[EXERCISE REQUIREMENTS]: Copy every line from the material below that holds "lifecycle".

[DATA EXCERPTS]:
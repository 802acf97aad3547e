//! Identity-asserting reverse proxy library.
//!
//! Every request is resolved to the caller's network identity, scrubbed of
//! any identity headers the caller tried to supply, stamped with the verified
//! identity, and forwarded to a single upstream.

pub mod config;
pub mod http;
pub mod identity;
pub mod lifecycle;
pub mod net;
pub mod observability;
pub mod security;

pub use config::{ProxyConfig, UpstreamTarget};
pub use http::ProxyServer;
pub use identity::{IdentityResolver, ResolvedIdentity};
pub use lifecycle::Shutdown;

[SOLUTION TO THE EXERCISE]:
pub mod lifecycle;
pub use lifecycle::Shutdown;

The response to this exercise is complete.